Tuesday 3 May 2011

the boy who cried wolves and that.



With each of these illustrations, I started by drawing them out in pencil first, and then go over them with pen. At this point I scan them into photoshop and play with the contrast to make the blacks really stand out from the white.


Then I add colour, I try to stick to about 3 or 4 bold colours and add shading. I was happy with these images but because I always intended to screen print them, I wanted to do something a little bit different. Below on the final three I added the same halftone pattern that I had experimented with earlier on my NotRobotsRobots pieces.

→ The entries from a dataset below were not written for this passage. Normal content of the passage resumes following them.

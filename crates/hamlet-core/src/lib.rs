//! Hamlet Core - Village Simulation Engine
//!
//! An ECS-based simulation of a small village on procedurally generated
//! terrain: citizens balancing energy, fullness and boredom while they eat,
//! gather wood and build houses, and grid-stepping organisms foraging for
//! berries.
//!
//! # Architecture
//!
//! The simulation uses an Entity Component System (ECS) architecture via `hecs`:
//! - **Entities**: Citizens, organisms, food, wood piles, berry bushes, houses
//! - **Components**: Pure data attached to entities (Position, Needs, Behavior, Wood, etc.)
//! - **Systems**: Logic that queries and updates components, one tick at a time
//!
//! Pure math (terrain, steering, scoring, foraging) lives in `hamlet-logic`.
//!
//! # Example
//!
//! ```rust,no_run
//! use hamlet_core::prelude::*;
//!
//! # fn main() -> Result<(), ConfigError> {
//! let mut sim = Simulation::new(SimConfig::default())?;
//! sim.generate();
//!
//! loop {
//!     sim.tick();
//!     for citizen in sim.citizens() {
//!         // draw citizen.position, citizen.behavior, citizen.trail ...
//!         let _ = citizen;
//!     }
//!     sim.reap_dead();
//! }
//! # }
//! ```

pub mod components;
pub mod config;
pub mod engine;
pub mod generation;
pub mod systems;

/// Commonly used types for convenient importing
pub mod prelude {
    pub use crate::components::*;
    pub use crate::config::{ConfigError, SimConfig};
    pub use crate::engine::{CitizenView, HouseView, OrganismView, Simulation, WorldCommand};
}
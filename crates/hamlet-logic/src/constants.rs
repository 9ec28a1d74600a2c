//! Tuning constants: hand-tuned values shared by the engine and the harness.
//!
//! Grouped by concern as plain `const`s with no runtime dependency.
//! Anything a scenario may want to override also appears as a default in
//! the engine's `SimConfig`.

pub mod needs {
    pub const MAX_ENERGY: f32 = 100.0;
    pub const MAX_FULLNESS: f32 = 100.0;
    pub const MAX_BOREDOM: f32 = 100.0;

    /// Passive energy consumption per tick.
    pub const ENERGY_DECAY_RATE: f32 = 0.01;
    /// Fullness converted into energy per tick.
    pub const DIGESTION_AMOUNT: f32 = 0.02;
    pub const DIGESTION_EFFICIENCY: f32 = 0.8;

    pub const REST_THRESHOLD: f32 = 10.0;
    /// Forced rest ends once energy exceeds `REST_THRESHOLD * REST_EXIT_FACTOR`.
    pub const REST_EXIT_FACTOR: f32 = 3.0;
    pub const REST_RECOVERY_RATE: f32 = 0.1;
    pub const REST_DIGESTION_BONUS: f32 = 0.03;
    pub const REST_DIGESTION_EFFICIENCY: f32 = 0.9;

    pub const BOREDOM_INCREASE_RATE: f32 = 0.05;
    pub const BOREDOM_MOVING_DECAY: f32 = 0.1;
    /// Below this speed an agent counts as standing still.
    pub const STILL_SPEED: f32 = 0.1;

    /// Energy cost per unit of speed per tick.
    pub const MOVEMENT_ENERGY_COST: f32 = 0.02;
}

pub mod motivation {
    pub const REST_FORCED_SCORE: f32 = 100.0;
    pub const REST_MAX_SCORE: f32 = 80.0;

    pub const EXERCISE_MIN_ENERGY: f32 = 20.0;
    pub const EXERCISE_BOREDOM_START: f32 = 50.0;
    pub const EXERCISE_MAX_SCORE: f32 = 90.0;

    pub const SEEK_FOOD_MAX_SCORE: f32 = 85.0;
    pub const STARVING_FULLNESS: f32 = 20.0;
    pub const STARVING_BONUS: f32 = 10.0;

    pub const COLLECT_WOOD_MIN_SCORE: f32 = 10.0;
    pub const COLLECT_WOOD_MAX_SCORE: f32 = 65.0;
    pub const COLLECT_WOOD_HOUSE_BONUS: f32 = 20.0;
    pub const COLLECT_WOOD_TIRED_PENALTY: f32 = 30.0;
    pub const TIRED_ENERGY: f32 = 30.0;

    pub const BUILD_BASE_SCORE: f32 = 50.0;
    pub const BUILD_WOOD_BONUS: f32 = 30.0;
    pub const BUILD_IN_PROGRESS_BONUS: f32 = 25.0;

    pub const IDLE_SCORE: f32 = 10.0;

    pub const HYSTERESIS_BONUS: f32 = 15.0;
    pub const CHANGE_THRESHOLD: f32 = 10.0;
    /// Decisions are re-evaluated every this many ticks per agent.
    pub const DECISION_INTERVAL: u32 = 5;
}

pub mod steering {
    pub const MAX_SPEED: f32 = 1.5;
    pub const MAX_FORCE: f32 = 0.2;
    pub const ARRIVAL_RADIUS: f32 = 100.0;
    pub const ARRIVAL_MIN_SPEED: f32 = 0.5;

    pub const WANDER_DISTANCE: f32 = 100.0;
    /// Wander targets are clamped into `[inset, 1 - inset]` of world extent.
    pub const WANDER_INSET: f32 = 0.15;
    /// Positions beyond `[inset, 1 - inset]` trigger center steering.
    pub const BOUNDARY_INSET: f32 = 0.12;
    pub const BOUNDARY_FORCE: f32 = 0.3;
    /// Wander target counts as reached inside this distance.
    pub const WANDER_ARRIVE_DISTANCE: f32 = 5.0;

    pub const IDLE_DAMPING: f32 = 0.95;
}

pub mod behavior {
    pub const PERCEPTION: f32 = 150.0;
    pub const HISTORY_LENGTH: usize = 50;
    pub const CITIZEN_SIZE: f32 = 10.0;

    pub const EXERCISE_RADIUS: f32 = 30.0;
    /// Radians per tick.
    pub const EXERCISE_ANGULAR_SPEED: f32 = 0.05;
    pub const EXERCISE_BOREDOM_DECAY: f32 = 0.2;
    pub const EXERCISE_ENERGY_COST: f32 = 0.02;

    pub const WOOD_CAPACITY: f32 = 10.0;
    pub const WOOD_COLLECT_DISTANCE: f32 = 20.0;
    pub const WOOD_COLLECT_RATE: f32 = 2.0;

    pub const BUILD_DISTANCE: f32 = 40.0;
    pub const BUILD_WOOD_PER_TICK: f32 = 1.0;
    /// Wood a citizen must carry before founding a new house.
    pub const NEW_HOUSE_MIN_WOOD: f32 = 5.0;
    pub const NEW_HOUSE_OFFSET: f32 = 50.0;

    pub const DEATH_ANIMATION_TICKS: u32 = 60;
}

pub mod resources {
    pub const WOOD_MIN_AMOUNT: f32 = 5.0;
    pub const WOOD_MAX_AMOUNT: f32 = 15.0;
    /// Largest amount a single completed collection yields.
    pub const WOOD_HARVEST_CAP: f32 = 5.0;
    pub const COLLECTION_COMPLETE: f32 = 100.0;

    pub const HOUSE_WOOD_REQUIRED: f32 = 15.0;
    /// Stored wood at which a construction site becomes a building.
    pub const HOUSE_SITE_WOOD: f32 = 5.0;
    pub const HOUSE_SIZE: f32 = 40.0;

    pub const FOOD_MIN_NUTRITION: f32 = 10.0;
    pub const FOOD_MAX_NUTRITION: f32 = 30.0;
    pub const FOOD_MIN_SIZE: f32 = 6.0;
    pub const FOOD_MAX_SIZE: f32 = 12.0;

    pub const BERRY_SIZE: f32 = 8.0;
    pub const BERRY_REGROW_RATE: f32 = 0.001;
    pub const BERRY_HARVEST_DISTANCE: f32 = 15.0;
    pub const BERRY_MIN_SPACING: f32 = BERRY_SIZE * 3.0;
    pub const MAX_BERRY_BUSHES: usize = 200;
    pub const BERRY_SPAWN_CHANCE: f64 = 0.005;
}

pub mod terrain {
    pub const DEFAULT_CELL_SIZE: f32 = 5.0;
    pub const DEFAULT_OCEAN_THRESHOLD: f32 = 0.45;
    pub const NOISE_SCALE: f64 = 0.05;
    pub const RESOURCE_NOISE_SCALE: f64 = 0.1;

    pub const SMOOTHING_ITERATIONS: usize = 3;
    /// A cell flips when strictly more than this many of its 8 neighbors differ.
    pub const SMOOTHING_NEIGHBOR_LIMIT: usize = 5;

    pub const MIN_OCEAN_THRESHOLD: f32 = 0.2;
    pub const MAX_OCEAN_THRESHOLD: f32 = 0.8;
    pub const MIN_CELL_SIZE: f32 = 2.0;
    pub const MAX_CELL_SIZE: f32 = 40.0;
    pub const LAND_SEARCH_ATTEMPTS: usize = 50;
}

pub mod forage {
    /// Organisms step once every this many ticks.
    pub const MOVEMENT_INTERVAL: u32 = 30;
    pub const MEMORY_DURATION: u32 = 20;
    pub const HISTORY_LENGTH: usize = 10;
    pub const EXPLORE_CHANCE: f64 = 0.2;
    pub const RECENT_WEIGHT: f32 = 0.2;
    pub const GAIN_WEIGHT: f32 = 10.0;
    pub const LOSS_WEIGHT: f32 = 2.0;
    pub const MOMENTUM_FACTOR: f32 = 1.5;
    pub const MIN_WEIGHT: f32 = 0.1;
    pub const STAY_WEIGHT: f32 = 0.5;
    pub const POOR_RESOURCE: f32 = 0.4;
    pub const POOR_STAY_FACTOR: f32 = 0.2;

    pub const START_ENERGY: f32 = 5.0;
    pub const MAX_ENERGY: f32 = 10.0;
    pub const ENERGY_LOSS_RATE: f32 = 0.01;
    pub const BERRY_BITE: f32 = 0.01;
    pub const BERRY_ENERGY: f32 = 10.0;
}
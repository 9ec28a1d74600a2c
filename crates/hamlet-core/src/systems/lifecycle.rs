//! Death cleanup and removal of finished corpses.

use hamlet_logic::constants::behavior::DEATH_ANIMATION_TICKS;
use hecs::{Entity, World};

use crate::components::{Behavior, House, Organism, Wood};

/// Drop the claims a dying agent held: wood collection and ownership of
/// houses that are still unfinished.
pub fn release_claims(world: &mut World, agent: Entity) {
    clear_references(world, agent, false);
}

/// Clear wood claims and house ownership held by `agent`. Finished houses
/// keep their owner unless `finished_houses` is set.
fn clear_references(world: &mut World, agent: Entity, finished_houses: bool) {
    for (_, wood) in world.query_mut::<&mut Wood>() {
        if wood.is_claimed_by(agent) {
            wood.cancel_collection();
        }
    }
    for (_, house) in world.query_mut::<&mut House>() {
        if house.is_owned_by(agent) && (finished_houses || !house.is_complete) {
            house.set_owner(None);
        }
    }
}

/// Despawn agents whose death animation has finished.
///
/// Returns how many were removed.
pub fn reap_dead(world: &mut World) -> usize {
    let mut finished: Vec<Entity> = world
        .query_mut::<&Behavior>()
        .into_iter()
        .filter_map(|(entity, behavior)| match behavior {
            Behavior::Dead(death) if death.ticks >= DEATH_ANIMATION_TICKS => Some(entity),
            _ => None,
        })
        .collect();
    finished.extend(
        world
            .query_mut::<&Organism>()
            .into_iter()
            .filter(|(_, organism)| {
                organism
                    .death
                    .is_some_and(|death| death.ticks >= DEATH_ANIMATION_TICKS)
            })
            .map(|(entity, _)| entity),
    );

    for &entity in &finished {
        clear_references(world, entity, true);
        let _ = world.despawn(entity);
    }
    if !finished.is_empty() {
        log::debug!("reaped {} dead agents", finished.len());
    }
    finished.len()
}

To accompany my screen prints I also wrote some short moral stories based on the original Aesop's fables that my pieces are about. I screen printed the stories onto the backs of my images and also made each one its own hand drawn typographic title.

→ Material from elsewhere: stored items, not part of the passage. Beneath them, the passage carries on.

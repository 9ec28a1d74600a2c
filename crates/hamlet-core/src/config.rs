//! Simulation configuration, loadable from JSON.
//!
//! Every field has a default matching the tuning constants in
//! `hamlet_logic::constants`, so a scenario file only needs to name what
//! it changes.

use std::io::Read;

use hamlet_logic::constants::{behavior, forage, motivation, needs, resources, steering, terrain};
use hamlet_logic::steering::Bounds;
use hamlet_logic::terrain::TerrainParams;
use serde::{Deserialize, Serialize};

/// Top-level simulation configuration.
#[derive(Debug, Clone, PartialEq, Serialize, Deserialize)]
#[serde(default)]
pub struct SimConfig {
    /// Seeds both the terrain noise and the simulation RNG.
    pub seed: u32,
    pub world: Bounds,
    pub terrain: TerrainConfig,
    pub population: PopulationConfig,
    pub resources: ResourceConfig,
    pub citizen: CitizenConfig,
    pub organism: OrganismConfig,
    pub schedule: ScheduleConfig,
}

impl Default for SimConfig {
    fn default() -> Self {
        Self {
            seed: 42,
            world: Bounds::default(),
            terrain: TerrainConfig::default(),
            population: PopulationConfig::default(),
            resources: ResourceConfig::default(),
            citizen: CitizenConfig::default(),
            organism: OrganismConfig::default(),
            schedule: ScheduleConfig::default(),
        }
    }
}

#[derive(Debug, Clone, PartialEq, Serialize, Deserialize)]
#[serde(default)]
pub struct TerrainConfig {
    pub cell_size: f32,
    pub ocean_threshold: f32,
    pub noise_scale: f64,
    pub resource_noise_scale: f64,
    pub smoothing_iterations: usize,
}

impl Default for TerrainConfig {
    fn default() -> Self {
        Self {
            cell_size: terrain::DEFAULT_CELL_SIZE,
            ocean_threshold: terrain::DEFAULT_OCEAN_THRESHOLD,
            noise_scale: terrain::NOISE_SCALE,
            resource_noise_scale: terrain::RESOURCE_NOISE_SCALE,
            smoothing_iterations: terrain::SMOOTHING_ITERATIONS,
        }
    }
}

#[derive(Debug, Clone, PartialEq, Serialize, Deserialize)]
#[serde(default)]
pub struct PopulationConfig {
    pub citizens: usize,
    pub organisms: usize,
}

impl Default for PopulationConfig {
    fn default() -> Self {
        Self {
            citizens: 10,
            organisms: 1,
        }
    }
}

#[derive(Debug, Clone, PartialEq, Serialize, Deserialize)]
#[serde(default)]
pub struct ResourceConfig {
    /// Food items kept in the world at all times.
    pub food_target: usize,
    /// Wood piles kept in the world at all times.
    pub wood_target: usize,
    pub initial_berry_bushes: usize,
    pub max_berry_bushes: usize,
    /// Per-tick chance of a new bush appearing.
    pub berry_spawn_chance: f64,
    pub berry_regrow_rate: f32,
    pub house_wood_required: f32,
}

impl Default for ResourceConfig {
    fn default() -> Self {
        Self {
            food_target: 20,
            wood_target: 15,
            initial_berry_bushes: 20,
            max_berry_bushes: resources::MAX_BERRY_BUSHES,
            berry_spawn_chance: resources::BERRY_SPAWN_CHANCE,
            berry_regrow_rate: resources::BERRY_REGROW_RATE,
            house_wood_required: resources::HOUSE_WOOD_REQUIRED,
        }
    }
}

/// Per-citizen tuning.
#[derive(Debug, Clone, PartialEq, Serialize, Deserialize)]
#[serde(default)]
pub struct CitizenConfig {
    pub max_speed: f32,
    pub max_force: f32,
    pub perception: f32,
    pub size: f32,
    pub rest_threshold: f32,
    pub energy_decay_rate: f32,
    pub boredom_increase_rate: f32,
    pub max_boredom: f32,
    pub wood_capacity: f32,
    pub history_length: usize,
    pub hysteresis_bonus: f32,
    pub change_threshold: f32,
}

impl Default for CitizenConfig {
    fn default() -> Self {
        Self {
            max_speed: steering::MAX_SPEED,
            max_force: steering::MAX_FORCE,
            perception: behavior::PERCEPTION,
            size: behavior::CITIZEN_SIZE,
            rest_threshold: needs::REST_THRESHOLD,
            energy_decay_rate: needs::ENERGY_DECAY_RATE,
            boredom_increase_rate: needs::BOREDOM_INCREASE_RATE,
            max_boredom: needs::MAX_BOREDOM,
            wood_capacity: behavior::WOOD_CAPACITY,
            history_length: behavior::HISTORY_LENGTH,
            hysteresis_bonus: motivation::HYSTERESIS_BONUS,
            change_threshold: motivation::CHANGE_THRESHOLD,
        }
    }
}

/// Per-organism tuning.
#[derive(Debug, Clone, PartialEq, Serialize, Deserialize)]
#[serde(default)]
pub struct OrganismConfig {
    /// Moves a visited cell stays in memory.
    pub memory_duration: u32,
    pub start_energy: f32,
    pub max_energy: f32,
    pub energy_loss_rate: f32,
    pub history_length: usize,
}

impl Default for OrganismConfig {
    fn default() -> Self {
        Self {
            memory_duration: forage::MEMORY_DURATION,
            start_energy: forage::START_ENERGY,
            max_energy: forage::MAX_ENERGY,
            energy_loss_rate: forage::ENERGY_LOSS_RATE,
            history_length: forage::HISTORY_LENGTH,
        }
    }
}

/// Per-agent cadences, in ticks.
#[derive(Debug, Clone, PartialEq, Serialize, Deserialize)]
#[serde(default)]
pub struct ScheduleConfig {
    pub decision_interval: u32,
    pub organism_move_interval: u32,
}

impl Default for ScheduleConfig {
    fn default() -> Self {
        Self {
            decision_interval: motivation::DECISION_INTERVAL,
            organism_move_interval: forage::MOVEMENT_INTERVAL,
        }
    }
}

impl SimConfig {
    pub fn from_json(json: &str) -> Result<Self, ConfigError> {
        let config: SimConfig = serde_json::from_str(json)?;
        config.validate()?;
        Ok(config)
    }

    pub fn from_reader<R: Read>(reader: R) -> Result<Self, ConfigError> {
        let config: SimConfig = serde_json::from_reader(reader)?;
        config.validate()?;
        Ok(config)
    }

    /// Terrain generation parameters for the current seed.
    pub fn terrain_params(&self) -> TerrainParams {
        TerrainParams {
            seed: self.seed,
            cell_size: self.terrain.cell_size,
            ocean_threshold: self.terrain.ocean_threshold,
            noise_scale: self.terrain.noise_scale,
            resource_noise_scale: self.terrain.resource_noise_scale,
            smoothing_iterations: self.terrain.smoothing_iterations,
        }
    }

    /// Reject values that would make the simulation degenerate.
    pub fn validate(&self) -> Result<(), ConfigError> {
        positive("world.width", self.world.width)?;
        positive("world.height", self.world.height)?;
        within(
            "terrain.cell_size",
            self.terrain.cell_size,
            terrain::MIN_CELL_SIZE,
            terrain::MAX_CELL_SIZE,
        )?;
        within("terrain.ocean_threshold", self.terrain.ocean_threshold, 0.0, 1.0)?;
        if !(self.terrain.noise_scale > 0.0 && self.terrain.resource_noise_scale > 0.0) {
            return Err(ConfigError::invalid("terrain.noise_scale", "noise scales must be positive"));
        }
        if !(0.0..=1.0).contains(&self.resources.berry_spawn_chance) {
            return Err(ConfigError::invalid(
                "resources.berry_spawn_chance",
                format!("{} is not a probability", self.resources.berry_spawn_chance),
            ));
        }
        within("resources.berry_regrow_rate", self.resources.berry_regrow_rate, 0.0, 1.0)?;
        positive("resources.house_wood_required", self.resources.house_wood_required)?;
        positive("citizen.max_speed", self.citizen.max_speed)?;
        positive("citizen.max_force", self.citizen.max_force)?;
        positive("citizen.max_boredom", self.citizen.max_boredom)?;
        positive("citizen.wood_capacity", self.citizen.wood_capacity)?;
        within("citizen.rest_threshold", self.citizen.rest_threshold, 0.0, needs::MAX_ENERGY)?;
        positive("organism.max_energy", self.organism.max_energy)?;
        within(
            "organism.start_energy",
            self.organism.start_energy,
            0.0,
            self.organism.max_energy,
        )?;
        if self.schedule.decision_interval == 0 {
            return Err(ConfigError::invalid("schedule.decision_interval", "must be at least 1"));
        }
        if self.schedule.organism_move_interval == 0 {
            return Err(ConfigError::invalid(
                "schedule.organism_move_interval",
                "must be at least 1",
            ));
        }
        Ok(())
    }
}

fn positive(field: &'static str, value: f32) -> Result<(), ConfigError> {
    if value.is_finite() && value > 0.0 {
        Ok(())
    } else {
        Err(ConfigError::invalid(field, format!("{} must be positive", value)))
    }
}

fn within(field: &'static str, value: f32, lo: f32, hi: f32) -> Result<(), ConfigError> {
    if (lo..=hi).contains(&value) {
        Ok(())
    } else {
        Err(ConfigError::invalid(
            field,
            format!("{} outside [{}, {}]", value, lo, hi),
        ))
    }
}

/// Error loading or validating a [`SimConfig`].
#[derive(Debug)]
pub enum ConfigError {
    Io(std::io::Error),
    Json(serde_json::Error),
    Invalid { field: &'static str, reason: String },
}

impl ConfigError {
    fn invalid(field: &'static str, reason: impl Into<String>) -> Self {
        ConfigError::Invalid {
            field,
            reason: reason.into(),
        }
    }
}

impl From<std::io::Error> for ConfigError {
    fn from(e: std::io::Error) -> Self {
        ConfigError::Io(e)
    }
}

impl From<serde_json::Error> for ConfigError {
    fn from(e: serde_json::Error) -> Self {
        if e.is_io() {
            ConfigError::Io(e.into())
        } else {
            ConfigError::Json(e)
        }
    }
}

impl std::fmt::Display for ConfigError {
    fn fmt(&self, f: &mut std::fmt::Formatter<'_>) -> std::fmt::Result {
        match self {
            ConfigError::Io(e) => write!(f, "IO error: {}", e),
            ConfigError::Json(e) => write!(f, "Config parse error: {}", e),
            ConfigError::Invalid { field, reason } => {
                write!(f, "Invalid config value for {}: {}", field, reason)
            }
        }
    }
}

impl std::error::Error for ConfigError {}

#[cfg(test)]
mod tests {
    use super::*;

    #[test]
    fn test_default_is_valid() {
        assert!(SimConfig::default().validate().is_ok());
    }

    #[test]
    fn test_partial_json_uses_defaults() {
        let config = SimConfig::from_json(r#"{ "seed": 7, "population": { "citizens": 3 } }"#)
            .expect("valid config");
        assert_eq!(config.seed, 7);
        assert_eq!(config.population.citizens, 3);
        assert_eq!(config.population.organisms, 1);
        assert_eq!(config.citizen, CitizenConfig::default());
    }

    #[test]
    fn test_invalid_values_rejected() {
        let err = SimConfig::from_json(r#"{ "terrain": { "cell_size": 100.0 } }"#).unwrap_err();
        match err {
            ConfigError::Invalid { field, .. } => assert_eq!(field, "terrain.cell_size"),
            other => panic!("unexpected error: {other}"),
        }

        let err = SimConfig::from_json(r#"{ "schedule": { "decision_interval": 0 } }"#).unwrap_err();
        assert!(err.to_string().contains("schedule.decision_interval"));
    }

    #[test]
    fn test_malformed_json() {
        let err = SimConfig::from_json("{ seed: ").unwrap_err();
        assert!(matches!(err, ConfigError::Json(_)));
    }

    #[test]
    fn test_from_reader() {
        let json = br#"{ "world": { "width": 300.0, "height": 200.0 } }"#;
        let config = SimConfig::from_reader(&json[..]).expect("valid config");
        assert_eq!(config.world, Bounds::new(300.0, 200.0));
        let params = config.terrain_params();
        assert_eq!(params.grid_size(300.0, 200.0), (60, 40));
    }
}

After a heated game of badminton with Badger, Lamb was very hot and exhausted. ‘Why don’t you take off your jumper?’ Badger said to him, whilst chortling to himself. Lamb often questioned why he was friends with him. Lamb decided to get a drink from the stream, leaving Badger to work on his serve. Whildt drinking, Lamb was approached by a hungry wolf. Wolf wanted to eat Lamb but felt as though he need a valid reason to do so. Wolf asked Lamb, ‘Why were you so mean to me a year ago?’, to which Lamb replied, ‘ But I am only 6 months old, it couldn’t possibly have been me’. Then wolf asked ‘Why are you dirtying the stream I am drinking from?’, ‘But I am downstream of you’ Lamb rebuttled. ‘Why didn’t you invite me to watch Inception with you at the cinema?’, ‘Because, there was four of us going, and we were doing orange wednesday’ Lamb replied with a sigh. Then suddenly Wolf wolfed down Lamb. The moral of this story is; Dictators never justify their actions, and nobody likes a smart arse.

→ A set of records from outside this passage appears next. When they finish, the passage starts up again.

//! Simulation engine - main entry point for running the village

use hamlet_logic::constants::terrain::{
    MAX_CELL_SIZE, MAX_OCEAN_THRESHOLD, MIN_CELL_SIZE, MIN_OCEAN_THRESHOLD,
};
use hamlet_logic::steering::Bounds;
use hamlet_logic::terrain::TerrainGrid;
use hamlet_logic::utility::MotivationScores;
use hamlet_logic::vector::Vec2;
use hecs::{Entity, World};
use rand::rngs::StdRng;
use rand::SeedableRng;

use crate::components::*;
use crate::config::{ConfigError, SimConfig};
use crate::generation::*;
use crate::systems::*;

/// Discrete input from the outside (keyboard, UI, scripts).
#[derive(Debug, Clone, Copy, PartialEq)]
pub enum WorldCommand {
    /// Rebuild terrain and population with the current seed.
    Regenerate,
    /// Rebuild with a new seed.
    Reseed(u32),
    AdjustOceanThreshold(f32),
    AdjustCellSize(f32),
    SpawnCitizen { x: f32, y: f32 },
    /// Spawn an organism on a random land cell.
    SpawnOrganism,
}

/// Read-only snapshot of a citizen for renderers.
#[derive(Debug, Clone, PartialEq)]
pub struct CitizenView {
    pub entity: Entity,
    pub age: u64,
    pub position: Vec2,
    pub velocity: Vec2,
    pub behavior: Behavior,
    pub needs: Needs,
    pub inventory: Inventory,
    pub scores: MotivationScores,
    pub trail: Vec<Vec2>,
}

#[derive(Debug, Clone, PartialEq)]
pub struct OrganismView {
    pub entity: Entity,
    pub position: Vec2,
    pub energy: f32,
    pub max_energy: f32,
    pub death: Option<Death>,
    pub trail: Vec<Vec2>,
}

#[derive(Debug, Clone, Copy, PartialEq)]
pub struct HouseView {
    pub entity: Entity,
    pub position: Vec2,
    pub house: House,
}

Crow loved cheese, she would fly all over the country sampling the finest fromage on offer and would visit all the cheese related events. Second to her love for cheese was her passion for singing. She loved to sing in public and performing to friends and family was one of her favourite past times. Unfortunatly Crow had a terrible singing voice but her friends and family were too nice to say anything and also feared her cheese fuelled temper tantrums. One day, Crow was enjoying a nice chunk of Cathedral City Cheddar that she got on offer at Tesco, two for one, when all of a sudden a sly fox approached her. Fox asked, ‘Hello crow, I hear you have a lovely singing voice, could you please sing for me?’. Crow’s first thought was, ‘Holy Crap a talking fox!’ but then, overcome with flattery, started to belt out her best rendition of ‘I will always love you’ by Canadian superstar Celine Dion. Crow dropped the cheese, which was promptly gobbled up by fox, although it was little compensation for his perforated ear drums. The moral of the story is. Don’t sing with your mouth full, you vain twat.
Jeremy loved to lie, every day he would tell a lie to someone for his own amusement. In the beginning he would tell very small lies, if someone asked him his name, he would say it was Jennifer, and he was very confused. If someone asked him his age he would say he was 35, but he had a congenital growth-hormone condition much like that of 1980’s child
superstar Gary Coleman. Jeremy was 8 years old. One day, whilst arranging his potatoes that looked like politicians collection, Jeremy banged his head on the corner of the
table and started to cry. When his mother knocked on the door to see if he was okay, Jeremy said that he was crying wolves and they were eating Ed Miliband. His mother didn’t beleive him and Jeremy lost the jewel in his crown.
The moral of this story is, even if liars tell the truth, nobody believes them.